> _Exercise goal_
Hunt for the word "ForecastError" across the entries below, copying each line that holds it.

┄┄┄┄┄┄┄┄┄┄

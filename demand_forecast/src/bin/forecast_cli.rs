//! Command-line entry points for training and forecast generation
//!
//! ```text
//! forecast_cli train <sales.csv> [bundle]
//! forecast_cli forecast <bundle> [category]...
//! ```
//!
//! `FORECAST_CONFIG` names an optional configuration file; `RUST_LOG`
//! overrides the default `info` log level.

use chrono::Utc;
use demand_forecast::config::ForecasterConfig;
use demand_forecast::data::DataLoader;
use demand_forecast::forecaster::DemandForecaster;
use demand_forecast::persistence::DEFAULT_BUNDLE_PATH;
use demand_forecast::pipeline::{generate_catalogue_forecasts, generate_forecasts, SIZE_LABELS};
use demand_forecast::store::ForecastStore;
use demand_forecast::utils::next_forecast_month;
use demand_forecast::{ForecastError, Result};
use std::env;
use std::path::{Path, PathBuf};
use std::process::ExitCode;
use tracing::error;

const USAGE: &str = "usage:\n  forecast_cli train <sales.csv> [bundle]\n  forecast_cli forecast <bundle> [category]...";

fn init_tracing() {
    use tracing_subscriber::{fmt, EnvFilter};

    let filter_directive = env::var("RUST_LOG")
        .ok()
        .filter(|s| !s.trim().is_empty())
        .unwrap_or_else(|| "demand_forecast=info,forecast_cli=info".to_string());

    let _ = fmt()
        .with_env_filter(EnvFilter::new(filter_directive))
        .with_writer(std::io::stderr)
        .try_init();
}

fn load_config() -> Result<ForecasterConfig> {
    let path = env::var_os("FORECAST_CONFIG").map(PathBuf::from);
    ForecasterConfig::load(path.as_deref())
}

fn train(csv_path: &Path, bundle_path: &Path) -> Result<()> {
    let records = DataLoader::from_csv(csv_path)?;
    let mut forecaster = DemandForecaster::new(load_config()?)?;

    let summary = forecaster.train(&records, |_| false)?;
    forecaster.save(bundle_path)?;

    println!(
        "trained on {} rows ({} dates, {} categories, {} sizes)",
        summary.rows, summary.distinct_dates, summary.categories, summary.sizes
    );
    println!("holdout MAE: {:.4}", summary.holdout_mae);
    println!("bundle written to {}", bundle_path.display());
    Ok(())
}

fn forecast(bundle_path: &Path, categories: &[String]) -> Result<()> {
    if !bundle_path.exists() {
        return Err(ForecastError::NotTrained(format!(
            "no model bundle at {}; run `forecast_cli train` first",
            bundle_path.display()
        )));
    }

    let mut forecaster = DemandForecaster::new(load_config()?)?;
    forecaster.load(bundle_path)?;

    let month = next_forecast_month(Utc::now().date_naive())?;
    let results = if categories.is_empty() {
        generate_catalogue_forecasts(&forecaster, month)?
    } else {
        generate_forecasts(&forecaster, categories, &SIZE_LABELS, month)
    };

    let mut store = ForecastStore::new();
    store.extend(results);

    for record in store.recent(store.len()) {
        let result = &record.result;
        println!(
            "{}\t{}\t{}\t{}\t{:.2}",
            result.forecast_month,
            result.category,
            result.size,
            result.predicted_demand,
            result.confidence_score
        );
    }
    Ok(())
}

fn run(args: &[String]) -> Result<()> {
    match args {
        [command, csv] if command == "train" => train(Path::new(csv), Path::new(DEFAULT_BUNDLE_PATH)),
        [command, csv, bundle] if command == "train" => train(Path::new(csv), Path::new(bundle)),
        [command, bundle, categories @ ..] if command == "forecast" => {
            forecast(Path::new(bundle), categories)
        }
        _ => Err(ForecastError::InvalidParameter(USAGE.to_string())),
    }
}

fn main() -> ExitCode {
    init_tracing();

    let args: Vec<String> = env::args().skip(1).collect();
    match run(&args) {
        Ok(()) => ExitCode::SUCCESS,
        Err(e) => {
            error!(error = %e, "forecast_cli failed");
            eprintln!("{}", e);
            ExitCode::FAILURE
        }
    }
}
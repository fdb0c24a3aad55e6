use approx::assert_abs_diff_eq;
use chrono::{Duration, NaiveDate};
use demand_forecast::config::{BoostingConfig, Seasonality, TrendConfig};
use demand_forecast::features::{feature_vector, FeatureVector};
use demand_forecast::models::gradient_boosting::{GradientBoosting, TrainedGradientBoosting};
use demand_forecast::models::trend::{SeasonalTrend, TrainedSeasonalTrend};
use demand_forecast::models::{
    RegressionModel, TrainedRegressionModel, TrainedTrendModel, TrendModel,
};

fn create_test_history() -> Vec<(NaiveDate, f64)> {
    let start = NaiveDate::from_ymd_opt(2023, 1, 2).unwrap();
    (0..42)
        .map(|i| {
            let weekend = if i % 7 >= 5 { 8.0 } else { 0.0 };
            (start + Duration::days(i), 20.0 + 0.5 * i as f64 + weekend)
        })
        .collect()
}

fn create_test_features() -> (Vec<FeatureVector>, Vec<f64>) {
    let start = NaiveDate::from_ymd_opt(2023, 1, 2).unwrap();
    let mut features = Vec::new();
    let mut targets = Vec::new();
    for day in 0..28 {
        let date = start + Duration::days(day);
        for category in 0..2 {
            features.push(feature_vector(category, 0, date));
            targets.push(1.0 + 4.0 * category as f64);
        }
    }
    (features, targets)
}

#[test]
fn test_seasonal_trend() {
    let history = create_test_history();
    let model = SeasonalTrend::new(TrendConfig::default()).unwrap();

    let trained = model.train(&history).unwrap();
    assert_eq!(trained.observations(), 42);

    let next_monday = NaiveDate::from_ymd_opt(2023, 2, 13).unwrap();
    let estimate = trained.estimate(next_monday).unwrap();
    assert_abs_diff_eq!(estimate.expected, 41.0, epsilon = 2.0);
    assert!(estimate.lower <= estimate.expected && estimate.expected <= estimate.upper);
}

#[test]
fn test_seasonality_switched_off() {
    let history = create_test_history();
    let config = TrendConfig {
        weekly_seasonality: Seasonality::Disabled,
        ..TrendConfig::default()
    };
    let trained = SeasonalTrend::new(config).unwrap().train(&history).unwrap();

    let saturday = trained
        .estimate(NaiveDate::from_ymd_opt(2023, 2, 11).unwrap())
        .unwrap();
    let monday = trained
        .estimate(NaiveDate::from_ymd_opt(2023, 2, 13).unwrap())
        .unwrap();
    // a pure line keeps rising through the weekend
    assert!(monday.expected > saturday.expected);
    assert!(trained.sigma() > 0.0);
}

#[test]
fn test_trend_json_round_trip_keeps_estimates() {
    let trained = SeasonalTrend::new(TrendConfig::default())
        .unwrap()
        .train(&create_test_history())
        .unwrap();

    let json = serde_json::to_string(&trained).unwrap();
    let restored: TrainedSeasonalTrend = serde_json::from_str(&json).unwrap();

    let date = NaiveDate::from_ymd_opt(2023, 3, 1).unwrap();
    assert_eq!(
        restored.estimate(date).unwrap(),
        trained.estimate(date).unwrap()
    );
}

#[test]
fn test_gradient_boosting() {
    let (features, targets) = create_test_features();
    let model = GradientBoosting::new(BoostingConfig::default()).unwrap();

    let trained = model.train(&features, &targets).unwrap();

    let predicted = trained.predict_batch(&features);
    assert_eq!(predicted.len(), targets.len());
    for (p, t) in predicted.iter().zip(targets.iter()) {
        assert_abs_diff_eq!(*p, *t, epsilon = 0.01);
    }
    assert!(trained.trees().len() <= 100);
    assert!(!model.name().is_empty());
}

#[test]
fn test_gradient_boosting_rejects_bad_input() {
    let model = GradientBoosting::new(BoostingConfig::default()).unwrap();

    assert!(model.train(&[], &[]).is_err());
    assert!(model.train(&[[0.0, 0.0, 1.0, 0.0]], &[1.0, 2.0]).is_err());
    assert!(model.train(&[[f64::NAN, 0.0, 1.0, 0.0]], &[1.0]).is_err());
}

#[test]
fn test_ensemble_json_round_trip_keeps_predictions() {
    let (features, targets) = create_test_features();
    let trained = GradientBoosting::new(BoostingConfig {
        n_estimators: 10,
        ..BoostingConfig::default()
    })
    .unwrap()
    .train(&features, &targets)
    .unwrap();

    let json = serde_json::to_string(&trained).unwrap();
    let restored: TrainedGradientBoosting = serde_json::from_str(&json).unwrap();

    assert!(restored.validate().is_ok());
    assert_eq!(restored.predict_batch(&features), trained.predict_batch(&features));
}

┄┄┄┄┄┄┄┄┄┄

> _Exercise output_
use demand_forecast::{ForecastError, Result};
        return Err(ForecastError::NotTrained(format!(
        _ => Err(ForecastError::InvalidParameter(USAGE.to_string())),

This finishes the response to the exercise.